Instructions to follow - Word for word, restate every line of the listing that follows.

────────────────

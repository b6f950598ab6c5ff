//! Document store access for the Careline backend.
//!
//! Persistence is a remote real-time document store addressed as
//! `{node}/{key}` paths holding JSON values. The [`DocumentStore`] trait
//! keeps the rest of the backend independent of the wire protocol:
//!
//! - [`FirebaseStore`] - Firebase Realtime Database over its REST API
//! - [`MemoryStore`] - in-process map with the same semantics, for tests
//!   and local development
//!
//! Typed repositories ([`AdminRepository`], [`ComplaintRepository`]) sit on
//! top of the trait and convert between stored records and domain types.

pub mod admins;
pub mod complaints;
pub mod firebase;
pub mod memory;

use std::collections::BTreeMap;

use async_trait::async_trait;
use serde_json::Value;
use thiserror::Error;

pub use admins::AdminRepository;
pub use complaints::ComplaintRepository;
pub use firebase::FirebaseStore;
pub use memory::MemoryStore;

/// Errors that can occur during document store operations.
///
/// Absence of a document is not an error; reads return `Option`. An
/// unreachable store is [`StoreError::Unavailable`] and must surface to the
/// caller as a service-unavailable condition, never as "not found".
#[derive(Debug, Error)]
pub enum StoreError {
    /// The store could not be reached (connectivity, timeout, DNS).
    #[error("store unreachable: {0}")]
    Unavailable(String),

    /// The store answered with a non-success status.
    #[error("store rejected request: status {0}")]
    Rejected(u16),

    /// Data in the store is corrupted or does not match the expected shape.
    #[error("data corruption: {0}")]
    DataCorruption(String),
}

impl From<reqwest::Error> for StoreError {
    fn from(e: reqwest::Error) -> Self {
        // Body decode failures are data problems; everything else means the
        // round-trip itself failed.
        if e.is_decode() {
            Self::DataCorruption(e.to_string())
        } else {
            Self::Unavailable(e.to_string())
        }
    }
}

/// A JSON document store addressed by `{node}/{key}`.
///
/// Single-key mutations are atomic and read-your-writes: a `get` issued
/// after a completed `put`/`patch`/`delete` for the same key observes the
/// mutation.
#[async_trait]
pub trait DocumentStore: Send + Sync {
    /// Fetch the document at `{node}/{key}`, or `None` if absent.
    async fn get(&self, node: &str, key: &str) -> Result<Option<Value>, StoreError>;

    /// Create or fully overwrite the document at `{node}/{key}`.
    async fn put(&self, node: &str, key: &str, value: Value) -> Result<(), StoreError>;

    /// Merge `partial`'s top-level fields into the document at `{node}/{key}`.
    async fn patch(&self, node: &str, key: &str, partial: Value) -> Result<(), StoreError>;

    /// Delete the document at `{node}/{key}`. Deleting an absent key is a
    /// no-op.
    async fn delete(&self, node: &str, key: &str) -> Result<(), StoreError>;

    /// List all documents under `node`, keyed by their store key.
    async fn list(&self, node: &str) -> Result<BTreeMap<String, Value>, StoreError>;
}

────────────────

Solution -
repository b6f950598ab6c5ff
//! Document store access for the Careline backend.
//!
//! Persistence is a remote real-time document store addressed as
//! `{node}/{key}` paths holding JSON values. The [`DocumentStore`] trait
//! keeps the rest of the backend independent of the wire protocol:
//!
//! - [`FirebaseStore`] - Firebase Realtime Database over its REST API
//! - [`MemoryStore`] - in-process map with the same semantics, for tests
//!   and local development
//!
//! Typed repositories ([`AdminRepository`], [`ComplaintRepository`]) sit on
//! top of the trait and convert between stored records and domain types.

pub mod admins;
pub mod complaints;
pub mod firebase;
pub mod memory;

use std::collections::BTreeMap;

use async_trait::async_trait;
use serde_json::Value;
use thiserror::Error;

pub use admins::AdminRepository;
pub use complaints::ComplaintRepository;
pub use firebase::FirebaseStore;
pub use memory::MemoryStore;

/// Errors that can occur during document store operations.
///
/// Absence of a document is not an error; reads return `Option`. An
/// unreachable store is [`StoreError::Unavailable`] and must surface to the
/// caller as a service-unavailable condition, never as "not found".
#[derive(Debug, Error)]
pub enum StoreError {
    /// The store could not be reached (connectivity, timeout, DNS).
    #[error("store unreachable: {0}")]
    Unavailable(String),

    /// The store answered with a non-success status.
    #[error("store rejected request: status {0}")]
    Rejected(u16),

    /// Data in the store is corrupted or does not match the expected shape.
    #[error("data corruption: {0}")]
    DataCorruption(String),
}

impl From<reqwest::Error> for StoreError {
    fn from(e: reqwest::Error) -> Self {
        // Body decode failures are data problems; everything else means the
        // round-trip itself failed.
        if e.is_decode() {
            Self::DataCorruption(e.to_string())
        } else {
            Self::Unavailable(e.to_string())
        }
    }
}

/// A JSON document store addressed by `{node}/{key}`.
///
/// Single-key mutations are atomic and read-your-writes: a `get` issued
/// after a completed `put`/`patch`/`delete` for the same key observes the
/// mutation.
#[async_trait]
pub trait DocumentStore: Send + Sync {
    /// Fetch the document at `{node}/{key}`, or `None` if absent.
    async fn get(&self, node: &str, key: &str) -> Result<Option<Value>, StoreError>;

    /// Create or fully overwrite the document at `{node}/{key}`.
    async fn put(&self, node: &str, key: &str, value: Value) -> Result<(), StoreError>;

    /// Merge `partial`'s top-level fields into the document at `{node}/{key}`.
    async fn patch(&self, node: &str, key: &str, partial: Value) -> Result<(), StoreError>;

    /// Delete the document at `{node}/{key}`. Deleting an absent key is a
    /// no-op.
    async fn delete(&self, node: &str, key: &str) -> Result<(), StoreError>;

    /// List all documents under `node`, keyed by their store key.
    async fn list(&self, node: &str) -> Result<BTreeMap<String, Value>, StoreError>;
}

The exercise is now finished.